Supplied material:
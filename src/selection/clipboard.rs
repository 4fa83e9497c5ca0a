use serde::{Deserialize, Serialize};

use super::{notes_in_range, Selection};
use crate::models::{TimeSignature, VoiceTracks};

/// Copied notes, per part, with the position the copy started at
#[derive(Debug, Clone, Default, PartialEq, Serialize, Deserialize)]
pub struct Clipboard {
    pub notes: VoiceTracks,
    pub start_position: u32,
}

impl Clipboard {
    pub fn is_empty(&self) -> bool {
        self.notes.is_empty()
    }

    /// Position shift that lands the copy at the start of `target_measure`
    pub fn offset_to(&self, target_measure: u32, ts: TimeSignature) -> i64 {
        ts.measure_start(target_measure) as i64 - self.start_position as i64
    }
}

pub fn copy_to_clipboard(tracks: &VoiceTracks, selection: &Selection, ts: TimeSignature) -> Clipboard {
    Clipboard {
        notes: notes_in_range(tracks, selection.start_measure, selection.end_measure, ts),
        start_position: selection.start_position(ts),
    }
}

/// Append the clipboard's notes, shifted to `target_measure`, to each part.
///
/// The result is neither re-sorted nor deduplicated. Pasted notes get fresh
/// ids so they never alias the notes they were copied from.
pub fn paste_from_clipboard(
    tracks: &VoiceTracks,
    clipboard: &Clipboard,
    target_measure: u32,
    ts: TimeSignature,
) -> VoiceTracks {
    let offset = clipboard.offset_to(target_measure, ts);
    tracks.map_tracks(|part, track| {
        let shifted = clipboard.notes.get(part).iter().map(|note| {
            let mut pasted = note.clone().with_fresh_id();
            pasted.position = (note.position as i64 + offset).clamp(0, i64::from(u32::MAX)) as u32;
            pasted
        });
        track.appended(shifted)
    })
}

#[cfg(test)]
mod tests {
    use super::*;
    use crate::models::{Note, ScaleDegree, Track, VoicePart};

    fn tracks() -> VoiceTracks {
        let soprano = Track::new()
            .add_note(Note::new(ScaleDegree::Do, 4, 0))
            .add_note(Note::new(ScaleDegree::Mi, 5, 1))
            .add_note(Note::new(ScaleDegree::Sol, 9, 0));
        let alto = Track::new().add_note(Note::new(ScaleDegree::La, 6, 0));
        VoiceTracks::new()
            .with_track(VoicePart::S, soprano)
            .with_track(VoicePart::A, alto)
    }

    #[test]
    fn test_copy_records_start_position() {
        let ts = TimeSignature::FourFour;
        let clipboard = copy_to_clipboard(&tracks(), &Selection::measures(1, 1, ts), ts);
        assert_eq!(clipboard.start_position, 4);
        assert_eq!(clipboard.notes.get(VoicePart::S).len(), 2);
        assert_eq!(clipboard.notes.get(VoicePart::A).len(), 1);
    }

    #[test]
    fn test_paste_shifts_and_appends() {
        let ts = TimeSignature::FourFour;
        let original = tracks();
        let clipboard = copy_to_clipboard(&original, &Selection::measures(1, 1, ts), ts);
        let pasted = paste_from_clipboard(&original, &clipboard, 0, ts);

        let positions: Vec<(u32, u8)> = pasted.get(VoicePart::S).iter().map(|n| n.slot()).collect();
        // Appended after the existing notes, not merged into order
        assert_eq!(positions, vec![(4, 0), (5, 1), (9, 0), (0, 0), (1, 1)]);
        assert!(!pasted.get(VoicePart::S).is_sorted());
        assert_eq!(pasted.get(VoicePart::A).iter().last().map(|n| n.position), Some(2));
    }

    #[test]
    fn test_paste_back_in_place_reproduces_selection() {
        let ts = TimeSignature::FourFour;
        let original = tracks();
        let selection = Selection::measures(1, 1, ts);
        let clipboard = copy_to_clipboard(&original, &selection, ts);
        let pasted = paste_from_clipboard(&VoiceTracks::new(), &clipboard, selection.start_measure, ts);

        for part in VoicePart::ALL {
            let copied = clipboard.notes.get(part);
            let landed = pasted.get(part);
            assert_eq!(copied.len(), landed.len());
            for (a, b) in copied.iter().zip(landed.iter()) {
                assert!(a.same_content(b));
                assert_ne!(a.id, b.id);
            }
        }
    }

    #[test]
    fn test_paste_earlier_measure() {
        let ts = TimeSignature::FourFour;
        let clipboard = copy_to_clipboard(&tracks(), &Selection::measures(2, 2, ts), ts);
        assert_eq!(clipboard.offset_to(0, ts), -8);
        let pasted = paste_from_clipboard(&VoiceTracks::new(), &clipboard, 0, ts);
        assert_eq!(pasted.get(VoicePart::S).notes()[0].position, 1);
    }

    #[test]
    fn test_copy_through_last_measure() {
        let ts = TimeSignature::FourFour;
        let clipboard = copy_to_clipboard(&tracks(), &Selection::measures(0, 1 << 30, ts), ts);
        assert_eq!(clipboard.start_position, 0);
        assert_eq!(clipboard.notes.get(VoicePart::S).len(), 3);

        let pasted = paste_from_clipboard(&VoiceTracks::new(), &clipboard, u32::MAX, ts);
        assert!(pasted.get(VoicePart::S).iter().all(|n| n.position == u32::MAX));
    }
}
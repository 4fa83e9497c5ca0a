// Range editing through keyboard shortcuts: copy, paste, transpose, delete, undo/redo

use solfa_editor_wasm::models::{Note, NoteDuration, ScaleDegree, TimeSignature, VoicePart};
use solfa_editor_wasm::selection::Selection;
use solfa_editor_wasm::shortcuts::ShortcutAction;
use solfa_editor_wasm::{EditorConfig, EditorSession};

/// Soprano d r in measure 0 and m in measure 1, without harmonization
fn session_with_melody() -> EditorSession {
    let config = EditorConfig {
        auto_harmonize: false,
        ..EditorConfig::default()
    };
    let mut session = EditorSession::new(config).unwrap();
    for (degree, position) in [(ScaleDegree::Do, 0), (ScaleDegree::Re, 1), (ScaleDegree::Mi, 4)] {
        session.add_note(VoicePart::S, Note::new(degree, position, 0)).unwrap();
    }
    session
}

fn soprano_from(session: &EditorSession, from: u32) -> Vec<(u32, ScaleDegree)> {
    let mut notes: Vec<(u32, ScaleDegree)> = session
        .track(VoicePart::S)
        .iter()
        .filter(|n| n.position >= from)
        .map(|n| (n.position, n.degree))
        .collect();
    notes.sort();
    notes
}

#[test]
fn test_copy_paste_transpose_undo_redo_delete() {
    let ts = TimeSignature::FourFour;
    let mut session = session_with_melody();
    assert_eq!(session.history().len(), 4);

    assert_eq!(session.handle_key("c", true), Some(ShortcutAction::Copy));
    assert_eq!(session.history().len(), 4, "copy must not touch history");

    session.set_selection(Selection::measures(2, 2, ts));
    session.handle_key("v", true);
    assert_eq!(soprano_from(&session, 8), vec![(8, ScaleDegree::Do), (9, ScaleDegree::Re)]);

    assert_eq!(session.handle_key("ArrowUp", true), Some(ShortcutAction::TransposeUp));
    assert_eq!(soprano_from(&session, 8), vec![(8, ScaleDegree::Re), (9, ScaleDegree::Mi)]);
    assert_eq!(soprano_from(&session, 0)[0], (0, ScaleDegree::Do), "outside the selection is untouched");
    assert_eq!(session.history().len(), 6);

    session.handle_key("Z", true);
    assert_eq!(soprano_from(&session, 8), vec![(8, ScaleDegree::Do), (9, ScaleDegree::Re)]);
    session.handle_key("y", true);
    assert_eq!(soprano_from(&session, 8), vec![(8, ScaleDegree::Re), (9, ScaleDegree::Mi)]);

    session.handle_key("Delete", false);
    assert!(soprano_from(&session, 8).is_empty());
    assert_eq!(session.track(VoicePart::S).len(), 3);
    assert_eq!(session.history().len(), 7);
}

#[test]
fn test_paste_without_copy_is_a_no_op() {
    let mut session = session_with_melody();
    assert_eq!(session.handle_key("v", true), Some(ShortcutAction::Paste));
    assert_eq!(session.track(VoicePart::S).len(), 3);
    assert_eq!(session.history().len(), 4);
}

#[test]
fn test_edit_after_undo_drops_redo_branch() {
    let mut session = session_with_melody();
    session.handle_key("z", true);
    session.handle_key("z", true);
    assert!(session.can_redo());

    session.add_note(VoicePart::A, Note::new(ScaleDegree::Sol, 2, 0)).unwrap();
    assert!(!session.can_redo());
    assert_eq!(session.track(VoicePart::S).len(), 1);
    assert_eq!(session.track(VoicePart::A).len(), 1);
}

#[test]
fn test_navigation_keys_change_nothing() {
    let mut session = session_with_melody();
    let before = session.tracks().clone();
    for key in ["ArrowLeft", "ArrowRight", "ArrowUp", "ArrowDown"] {
        assert!(session.handle_key(key, false).is_some());
    }
    assert_eq!(session.handle_key("a", true), Some(ShortcutAction::SelectAll));
    assert_eq!(session.tracks(), &before);
    assert_eq!(session.handle_key("q", true), None);
}

#[test]
fn test_batch_duration_change_only_hits_selection() {
    let ts = TimeSignature::FourFour;
    let mut session = session_with_melody();
    session.set_selection(Selection::measures(1, 1, ts));
    session.change_selection_duration(NoteDuration::Half);

    let durations: Vec<NoteDuration> = session.track(VoicePart::S).iter().map(|n| n.duration).collect();
    assert_eq!(durations, vec![NoteDuration::Beat, NoteDuration::Beat, NoteDuration::Half]);
    assert!(session.undo());
    assert!(session.track(VoicePart::S).iter().all(|n| n.duration == NoteDuration::Beat));
}

#[test]
fn test_select_all_then_delete_clears_every_measure() {
    let mut session = session_with_melody();
    session.select_all();
    session.delete_selection();
    assert!(session.tracks().is_empty());
    assert!(session.undo());
    assert_eq!(session.track(VoicePart::S).len(), 3);
}
//! Keyboard shortcut table and dispatcher
//!
//! [`shortcut_for`] maps a raw key plus Ctrl flag to an action;
//! [`handle_shortcut`] computes that action's effect from a read-only view of
//! the session without applying it.

use serde::{Deserialize, Serialize};
use std::fmt;
use std::str::FromStr;

use crate::models::{Marker, TimeSignature, VoiceTracks};
use crate::selection::{batch, copy_to_clipboard, delete_selection, paste_from_clipboard, Clipboard, Selection};
use crate::undo::History;

#[derive(Debug, Clone, Copy, PartialEq, Eq, Hash, Serialize, Deserialize)]
#[serde(rename_all = "camelCase")]
pub enum ShortcutAction {
    Copy,
    Paste,
    Undo,
    Redo,
    Delete,
    SelectAll,
    MoveUp,
    MoveDown,
    MoveLeft,
    MoveRight,
    TransposeUp,
    TransposeDown,
}

impl ShortcutAction {
    pub fn as_str(&self) -> &'static str {
        match self {
            ShortcutAction::Copy => "copy",
            ShortcutAction::Paste => "paste",
            ShortcutAction::Undo => "undo",
            ShortcutAction::Redo => "redo",
            ShortcutAction::Delete => "delete",
            ShortcutAction::SelectAll => "selectAll",
            ShortcutAction::MoveUp => "moveUp",
            ShortcutAction::MoveDown => "moveDown",
            ShortcutAction::MoveLeft => "moveLeft",
            ShortcutAction::MoveRight => "moveRight",
            ShortcutAction::TransposeUp => "transposeUp",
            ShortcutAction::TransposeDown => "transposeDown",
        }
    }

    /// Actions whose new tracks must be committed to history by the caller
    pub fn commits_history(&self) -> bool {
        matches!(
            self,
            ShortcutAction::Paste | ShortcutAction::Delete | ShortcutAction::TransposeUp | ShortcutAction::TransposeDown
        )
    }
}

impl fmt::Display for ShortcutAction {
    fn fmt(&self, f: &mut fmt::Formatter<'_>) -> fmt::Result {
        write!(f, "{}", self.as_str())
    }
}

impl FromStr for ShortcutAction {
    type Err = String;

    fn from_str(s: &str) -> Result<Self, Self::Err> {
        SHORTCUTS
            .iter()
            .map(|(_, _, action)| *action)
            .find(|action| action.as_str() == s)
            .ok_or_else(|| format!("Unknown shortcut action: {}", s))
    }
}

/// (key, ctrl, action)
pub const SHORTCUTS: [(&str, bool, ShortcutAction); 12] = [
    ("c", true, ShortcutAction::Copy),
    ("v", true, ShortcutAction::Paste),
    ("z", true, ShortcutAction::Undo),
    ("y", true, ShortcutAction::Redo),
    ("Delete", false, ShortcutAction::Delete),
    ("a", true, ShortcutAction::SelectAll),
    ("ArrowUp", false, ShortcutAction::MoveUp),
    ("ArrowDown", false, ShortcutAction::MoveDown),
    ("ArrowLeft", false, ShortcutAction::MoveLeft),
    ("ArrowRight", false, ShortcutAction::MoveRight),
    ("ArrowUp", true, ShortcutAction::TransposeUp),
    ("ArrowDown", true, ShortcutAction::TransposeDown),
];

/// Look up the action bound to `key` (letter keys are case-insensitive)
pub fn shortcut_for(key: &str, ctrl: bool) -> Option<ShortcutAction> {
    SHORTCUTS
        .iter()
        .find(|(k, c, _)| *c == ctrl && (*k == key || (k.len() == 1 && k.eq_ignore_ascii_case(key))))
        .map(|(_, _, action)| *action)
}

/// Read-only view of the session state a shortcut can act on
pub struct ShortcutState<'a> {
    pub tracks: &'a VoiceTracks,
    pub selection: &'a Selection,
    pub clipboard: Option<&'a Clipboard>,
    pub history: &'a History,
}

/// Fields a shortcut changes; `None` means unchanged
#[derive(Debug, Clone, Default, PartialEq, Serialize, Deserialize)]
pub struct ShortcutEffect {
    #[serde(skip_serializing_if = "Option::is_none")]
    pub tracks: Option<VoiceTracks>,
    #[serde(skip_serializing_if = "Option::is_none")]
    pub markers: Option<Vec<Marker>>,
    #[serde(skip_serializing_if = "Option::is_none")]
    pub clipboard: Option<Clipboard>,
    #[serde(skip_serializing_if = "Option::is_none")]
    pub history_index: Option<usize>,
}

impl ShortcutEffect {
    pub fn is_empty(&self) -> bool {
        self.tracks.is_none() && self.markers.is_none() && self.clipboard.is_none() && self.history_index.is_none()
    }

    fn tracks(tracks: VoiceTracks) -> Self {
        Self {
            tracks: Some(tracks),
            ..Self::default()
        }
    }

    fn restore(history: &History, index: usize) -> Self {
        match history.entries.get(index) {
            Some(snapshot) => Self {
                tracks: Some(snapshot.tracks.clone()),
                markers: Some(snapshot.markers.clone()),
                history_index: Some(index),
                ..Self::default()
            },
            None => Self::default(),
        }
    }
}

pub fn handle_shortcut(action: ShortcutAction, state: &ShortcutState<'_>, ts: TimeSignature) -> ShortcutEffect {
    match action {
        ShortcutAction::Copy => ShortcutEffect {
            clipboard: Some(copy_to_clipboard(state.tracks, state.selection, ts)),
            ..ShortcutEffect::default()
        },
        ShortcutAction::Paste => match state.clipboard {
            Some(clipboard) => ShortcutEffect::tracks(paste_from_clipboard(
                state.tracks,
                clipboard,
                state.selection.start_measure,
                ts,
            )),
            None => ShortcutEffect::default(),
        },
        ShortcutAction::Undo => match state.history.index {
            Some(i) if state.history.can_undo() => ShortcutEffect::restore(state.history, i - 1),
            _ => ShortcutEffect::default(),
        },
        ShortcutAction::Redo => match state.history.index {
            Some(i) if state.history.can_redo() => ShortcutEffect::restore(state.history, i + 1),
            _ => ShortcutEffect::default(),
        },
        ShortcutAction::Delete => ShortcutEffect::tracks(delete_selection(state.tracks, state.selection, ts)),
        ShortcutAction::TransposeUp => ShortcutEffect::tracks(batch::transpose(state.tracks, state.selection, 1, ts)),
        ShortcutAction::TransposeDown => {
            ShortcutEffect::tracks(batch::transpose(state.tracks, state.selection, -1, ts))
        }
        ShortcutAction::SelectAll
        | ShortcutAction::MoveUp
        | ShortcutAction::MoveDown
        | ShortcutAction::MoveLeft
        | ShortcutAction::MoveRight => ShortcutEffect::default(),
    }
}
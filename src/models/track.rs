//! Per-voice note tracks
//!
//! A [`Track`] keeps its notes ordered by `(position, sub_position)`. The
//! sort is stable, so notes sharing a slot keep their insertion order.
//! Tracks never deduplicate; slot uniqueness is the session's job.

use serde::{Deserialize, Serialize};

use super::note::{Note, NoteId, VoicePart};

#[derive(Debug, Clone, Default, PartialEq, Serialize, Deserialize)]
#[serde(transparent)]
pub struct Track {
    notes: Vec<Note>,
}

impl Track {
    pub fn new() -> Self {
        Self { notes: Vec::new() }
    }

    /// Build a track from notes in the given order, without sorting.
    /// Paste produces tracks like this.
    pub fn from_unsorted(notes: Vec<Note>) -> Self {
        Self { notes }
    }

    pub fn notes(&self) -> &[Note] {
        &self.notes
    }

    pub fn len(&self) -> usize {
        self.notes.len()
    }

    pub fn is_empty(&self) -> bool {
        self.notes.is_empty()
    }

    pub fn iter(&self) -> std::slice::Iter<'_, Note> {
        self.notes.iter()
    }

    /// Insert `note` and re-sort the whole track by slot
    pub fn add_note(&self, note: Note) -> Track {
        let mut notes = self.notes.clone();
        notes.push(note);
        notes.sort_by_key(Note::slot);
        Track { notes }
    }

    /// Drop every note at exactly `(position, sub_position)`
    pub fn remove_note(&self, position: u32, sub_position: u8) -> Track {
        self.filter(|n| !n.is_at(position, sub_position))
    }

    pub fn find_note_at(&self, position: u32, sub_position: u8) -> Option<&Note> {
        self.notes.iter().find(|n| n.is_at(position, sub_position))
    }

    pub fn find_by_id(&self, id: NoteId) -> Option<&Note> {
        self.notes.iter().find(|n| n.id == id)
    }

    pub fn filter(&self, keep: impl Fn(&Note) -> bool) -> Track {
        Track {
            notes: self.notes.iter().filter(|n| keep(n)).cloned().collect(),
        }
    }

    /// Replace every note in place, preserving order
    pub fn map(&self, f: impl Fn(&Note) -> Note) -> Track {
        Track {
            notes: self.notes.iter().map(f).collect(),
        }
    }

    /// Append notes at the end without re-sorting
    pub fn appended(&self, extra: impl IntoIterator<Item = Note>) -> Track {
        let mut notes = self.notes.clone();
        notes.extend(extra);
        Track { notes }
    }

    /// True when the notes are in non-decreasing slot order
    pub fn is_sorted(&self) -> bool {
        self.notes.windows(2).all(|w| w[0].slot() <= w[1].slot())
    }
}

impl<'a> IntoIterator for &'a Track {
    type Item = &'a Note;
    type IntoIter = std::slice::Iter<'a, Note>;

    fn into_iter(self) -> Self::IntoIter {
        self.notes.iter()
    }
}

/// The four SATB tracks, serialized as `{ "S": [...], "A": [...], ... }`
#[derive(Debug, Clone, Default, PartialEq, Serialize, Deserialize)]
pub struct VoiceTracks {
    #[serde(rename = "S", default)]
    pub soprano: Track,
    #[serde(rename = "A", default)]
    pub alto: Track,
    #[serde(rename = "T", default)]
    pub tenor: Track,
    #[serde(rename = "B", default)]
    pub bass: Track,
}

impl VoiceTracks {
    pub fn new() -> Self {
        Self::default()
    }

    pub fn get(&self, part: VoicePart) -> &Track {
        match part {
            VoicePart::S => &self.soprano,
            VoicePart::A => &self.alto,
            VoicePart::T => &self.tenor,
            VoicePart::B => &self.bass,
        }
    }

    pub fn get_mut(&mut self, part: VoicePart) -> &mut Track {
        match part {
            VoicePart::S => &mut self.soprano,
            VoicePart::A => &mut self.alto,
            VoicePart::T => &mut self.tenor,
            VoicePart::B => &mut self.bass,
        }
    }

    /// Copy with one track replaced
    pub fn with_track(&self, part: VoicePart, track: Track) -> VoiceTracks {
        let mut next = self.clone();
        *next.get_mut(part) = track;
        next
    }

    /// Build a new set of tracks by transforming each voice
    pub fn map_tracks(&self, f: impl Fn(VoicePart, &Track) -> Track) -> VoiceTracks {
        VoiceTracks {
            soprano: f(VoicePart::S, &self.soprano),
            alto: f(VoicePart::A, &self.alto),
            tenor: f(VoicePart::T, &self.tenor),
            bass: f(VoicePart::B, &self.bass),
        }
    }

    pub fn iter(&self) -> impl Iterator<Item = (VoicePart, &Track)> {
        VoicePart::ALL.into_iter().map(move |p| (p, self.get(p)))
    }

    pub fn total_notes(&self) -> usize {
        self.iter().map(|(_, t)| t.len()).sum()
    }

    pub fn is_empty(&self) -> bool {
        self.total_notes() == 0
    }
}
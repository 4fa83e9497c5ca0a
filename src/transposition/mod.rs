pub mod degree_transpose;
pub mod membership;

pub use degree_transpose::{degree_index, degree_interval, transpose_degree, transpose_note};
pub use membership::{is_note_in_key, is_note_in_key_with, MembershipStrategy};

Aim of the task: Search the entries for the word "Half", then copy every line in which it is found.

Answer section:
    session.change_selection_duration(NoteDuration::Half);
    assert_eq!(durations, vec![NoteDuration::Beat, NoteDuration::Beat, NoteDuration::Half]);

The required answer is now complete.